Operative procedures
We choose the mode of operation according to Berjano classification[15], Berjano type I and II were short fusion segment group, Berjano III and IV were long fusion segment group.
Before operation, the symptomatic segments and their range of activity were determined according to the imaging examination or EMG data of the patients. The principle of treatment is to improve the symptoms, control the development of the deformity, and correct the deformity if necessary. For patients with many complications and poor physical conditions, short segmental decompression/fusion is the only choice. As a result, the patient was placed in a prone position for surgery. After disinfection and towel laying, the muscle tissue was peeled off layer by layer according to the preoperative positioning incision, bilateral laminae were exposed, pedicle screws were placed, spinal canal decompression, intervertebral exploration, nucleus pulposus removal, interbody fusion cage fixation and fusion were performed, according to the preoperative design, titanium rod and spinal fusion correct curvature, and the spine is properly corrected.
Evaluation Indices and follow-up
Posterior lumbar decompression and fusion was performed by two same spinal surgeons. The operative time, blood loss, segment of fusion decompression and fixation, blood transfusion and other intraoperative data were recorded. Patients completed the assessment questionnaire with the assistance of residents during preoperative and postoperative follow-up, including Bone pain Visual Analog scale score (VAS), Oswestry Disability Index (ODI) and Lumbar stiffness Disability Index (LSDI), as well as a survey of efficacy satisfaction (Specifically how well the respective surgical treatment solved the patient's problem, there are five answer categories: great help, help, help a little, no help, aggravation).

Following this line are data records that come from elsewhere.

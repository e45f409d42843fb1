//! Event payloads: strings, numbers, and ordered control maps.
//!
//! Bare mini-notation atoms stay strings or numbers until the surface layer
//! lifts them into control maps; the scheduler consumes maps with keys drawn
//! from the control vocabulary (`s`, `n`, `gain`, `pan`, `orbit`, ...).
//! Unknown keys ride along untouched.

/// A value carried by a pattern event.
#[derive(Debug, Clone, PartialEq)]
pub enum PatternValue {
    String(String),
    Number(f64),
    Map(ControlMap),
}

impl PatternValue {
    pub fn as_string(&self) -> String {
        match self {
            PatternValue::String(s) => s.clone(),
            PatternValue::Number(n) => format_number(*n),
            PatternValue::Map(m) => m.to_string(),
        }
    }

    /// Numeric view; strings parse leniently, maps have no number.
    pub fn as_number(&self) -> Option<f64> {
        match self {
            PatternValue::Number(n) => Some(*n),
            PatternValue::String(s) => s.trim().parse().ok(),
            PatternValue::Map(_) => None,
        }
    }

    pub fn as_map(&self) -> Option<&ControlMap> {
        match self {
            PatternValue::Map(m) => Some(m),
            _ => None,
        }
    }

    /// View any value as a control map: maps pass through, a bare string
    /// becomes `{s: name}`, a bare number `{n: value}`.
    pub fn to_map(&self) -> ControlMap {
        match self {
            PatternValue::Map(m) => m.clone(),
            PatternValue::String(s) => ControlMap::from_entry("s", PatternValue::String(s.clone())),
            PatternValue::Number(n) => ControlMap::from_entry("n", PatternValue::Number(*n)),
        }
    }
}

impl std::fmt::Display for PatternValue {
    fn fmt(&self, f: &mut std::fmt::Formatter<'_>) -> std::fmt::Result {
        write!(f, "{}", self.as_string())
    }
}

fn format_number(n: f64) -> String {
    if n.fract() == 0.0 && n.abs() < 1e15 {
        format!("{}", n as i64)
    } else {
        format!("{}", n)
    }
}

/// An insertion-ordered mapping from control key to value. Small and linear
/// on purpose; events carry a handful of keys.
#[derive(Debug, Clone, PartialEq, Default)]
pub struct ControlMap {
    entries: Vec<(String, PatternValue)>,
}

impl ControlMap {
    pub fn new() -> Self {
        Self::default()
    }

    pub fn from_entry(key: &str, value: PatternValue) -> Self {
        Self {
            entries: vec![(key.to_string(), value)],
        }
    }

    pub fn get(&self, key: &str) -> Option<&PatternValue> {
        self.entries
            .iter()
            .find(|(k, _)| k == key)
            .map(|(_, v)| v)
    }

    /// Insert or replace, keeping the original position on replace.
    pub fn set(&mut self, key: &str, value: PatternValue) {
        if let Some(entry) = self.entries.iter_mut().find(|(k, _)| k == key) {
            entry.1 = value;
        } else {
            self.entries.push((key.to_string(), value));
        }
    }

    pub fn remove(&mut self, key: &str) -> Option<PatternValue> {
        let index = self.entries.iter().position(|(k, _)| k == key)?;
        Some(self.entries.remove(index).1)
    }

    pub fn contains(&self, key: &str) -> bool {
        self.get(key).is_some()
    }

    /// Numeric value under `key`, trying the listed aliases in order.
    pub fn number(&self, keys: &[&str]) -> Option<f64> {
        keys.iter().find_map(|k| self.get(k)?.as_number())
    }

    pub fn string(&self, keys: &[&str]) -> Option<String> {
        keys.iter().find_map(|k| self.get(k).map(|v| v.as_string()))
    }

    pub fn iter(&self) -> impl Iterator<Item = (&str, &PatternValue)> {
        self.entries.iter().map(|(k, v)| (k.as_str(), v))
    }

    pub fn len(&self) -> usize {
        self.entries.len()
    }

    pub fn is_empty(&self) -> bool {
        self.entries.is_empty()
    }
}

impl std::fmt::Display for ControlMap {
    fn fmt(&self, f: &mut std::fmt::Formatter<'_>) -> std::fmt::Result {
        write!(f, "{{")?;
        for (i, (k, v)) in self.entries.iter().enumerate() {
            if i > 0 {
                write!(f, ", ")?;
            }
            write!(f, "{}: {}", k, v)?;
        }
        write!(f, "}}")
    }
}

#[cfg(test)]
mod tests {
    use super::*;

    #[test]
    fn map_preserves_insertion_order() {
        let mut m = ControlMap::new();
        m.set("s", PatternValue::String("bd".into()));
        m.set("n", PatternValue::Number(3.0));
        m.set("gain", PatternValue::Number(0.8));
        m.set("s", PatternValue::String("sd".into()));
        let keys: Vec<&str> = m.iter().map(|(k, _)| k).collect();
        assert_eq!(keys, vec!["s", "n", "gain"]);
        assert_eq!(m.string(&["s"]).as_deref(), Some("sd"));
    }

    #[test]
    fn number_lookup_follows_alias_order() {
        let mut m = ControlMap::new();
        m.set("delayfb", PatternValue::Number(0.4));
        assert_eq!(m.number(&["delayfeedback", "delayfb", "dfb"]), Some(0.4));
        assert_eq!(m.number(&["delaytime"]), None);
    }

    #[test]
    fn strings_parse_as_numbers_leniently() {
        assert_eq!(PatternValue::String("1.5".into()).as_number(), Some(1.5));
        assert_eq!(PatternValue::String("bd".into()).as_number(), None);
    }

    #[test]
    fn lifting_bare_values_into_maps() {
        let m = PatternValue::String("bd".into()).to_map();
        assert_eq!(m.string(&["s"]).as_deref(), Some("bd"));
        let m = PatternValue::Number(4.0).to_map();
        assert_eq!(m.number(&["n"]), Some(4.0));
    }
}
//! Domain types representing budget envelopes.

use std::fmt;

use serde::{Deserialize, Serialize};
use uuid::Uuid;

use crate::domain::common::*;

/// Color assigned to user-created envelopes.
pub const DEFAULT_CUSTOM_COLOR: &str = "#94a3b8";

/// One percentage-based allocation envelope of the monthly income.
///
/// The percentages across all envelopes are expected to total 100; this is
/// only enforced when a full replacement list is committed, not while the
/// user is editing.
#[derive(Debug, Clone, Serialize, Deserialize, PartialEq)]
pub struct BudgetCategory {
    pub id: String,
    pub name: String,
    pub percentage: f64,
    #[serde(rename = "kind", alias = "type")]
    pub kind: CategoryKind,
    pub color: String,
}

impl BudgetCategory {
    /// Creates a user-defined envelope with a fresh identifier and a zero
    /// allocation. Seeded envelopes are built in [`super::state::AppState::seed`].
    pub fn custom(name: impl Into<String>) -> Self {
        Self {
            id: Uuid::new_v4().to_string(),
            name: name.into(),
            percentage: 0.0,
            kind: CategoryKind::Custom,
            color: DEFAULT_CUSTOM_COLOR.into(),
        }
    }

    /// Whether the envelope can be removed through the editing surface.
    /// Only user-created envelopes are; the four seeded kinds stay.
    pub fn is_deletable(&self) -> bool {
        self.kind == CategoryKind::Custom
    }
}

impl Identifiable for BudgetCategory {
    fn id(&self) -> &str {
        &self.id
    }
}

impl NamedEntity for BudgetCategory {
    fn name(&self) -> &str {
        &self.name
    }
}

impl Displayable for BudgetCategory {
    fn display_label(&self) -> String {
        format!("{} ({}%)", self.name, self.percentage)
    }
}

/// Supported envelope kinds. All but `Custom` are seeded at first run.
#[derive(Debug, Clone, Copy, Serialize, Deserialize, PartialEq, Eq)]
#[serde(rename_all = "SCREAMING_SNAKE_CASE")]
pub enum CategoryKind {
    Savings,
    Charity,
    Investment,
    Spending,
    Custom,
}

impl fmt::Display for CategoryKind {
    fn fmt(&self, f: &mut fmt::Formatter<'_>) -> fmt::Result {
        let label = match self {
            CategoryKind::Savings => "SAVINGS",
            CategoryKind::Charity => "CHARITY",
            CategoryKind::Investment => "INVESTMENT",
            CategoryKind::Spending => "SPENDING",
            CategoryKind::Custom => "CUSTOM",
        };
        f.write_str(label)
    }
}

#[cfg(test)]
mod tests {
    use super::*;

    #[test]
    fn custom_envelopes_start_empty_and_deletable() {
        let envelope = BudgetCategory::custom("Hạng mục mới");
        assert_eq!(envelope.percentage, 0.0);
        assert_eq!(envelope.kind, CategoryKind::Custom);
        assert!(envelope.is_deletable());
    }

    #[test]
    fn kind_accepts_legacy_type_key() {
        let json = r##"{"id":"1","name":"Tiết kiệm","percentage":20,"type":"SAVINGS","color":"#3b82f6"}"##;
        let envelope: BudgetCategory = serde_json::from_str(json).unwrap();
        assert_eq!(envelope.kind, CategoryKind::Savings);
        assert!(!envelope.is_deletable());
    }
}
use std::sync::Once;

static TRACING_INIT: Once = Once::new();

/// Initializes the global tracing subscriber with sensible defaults.
pub fn init_tracing() {
    TRACING_INIT.call_once(|| {
        use tracing_subscriber::{fmt, EnvFilter};

        let filter =
            EnvFilter::from_default_env().add_directive("finsmart_core=info".parse().unwrap());

        fmt().with_env_filter(filter).init();
    });
}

X-ray films of full-length standing spine were recorded and measured before operation and during the follow-up period of 3, 6 and 18 months after operation. Coronal Cobb's Angle, Lumbar Lordosis angle (LL), Sagittal Balance angle (SVA), Pelvic tilt (PT), Sacral slope (SS), spine and pelvis matching value PI-LL were measured. The average follow-up time was 3 years.
Statistical analysis
SPSS version 25 (IBM,Armonk,NY,USA) is used for data entry and statistical analysis. The measured data were expressed by mean and standard deviation. Independent sample t-test was used for comparison between the two groups, and paired sample t-test was used for intra-group comparison. The counting variables are expressed by frequency and percentage (%), and the Fisher exact probability method is used for inter-group comparison. P < 0.05 indicated that there were statistically significant differences in all analyses.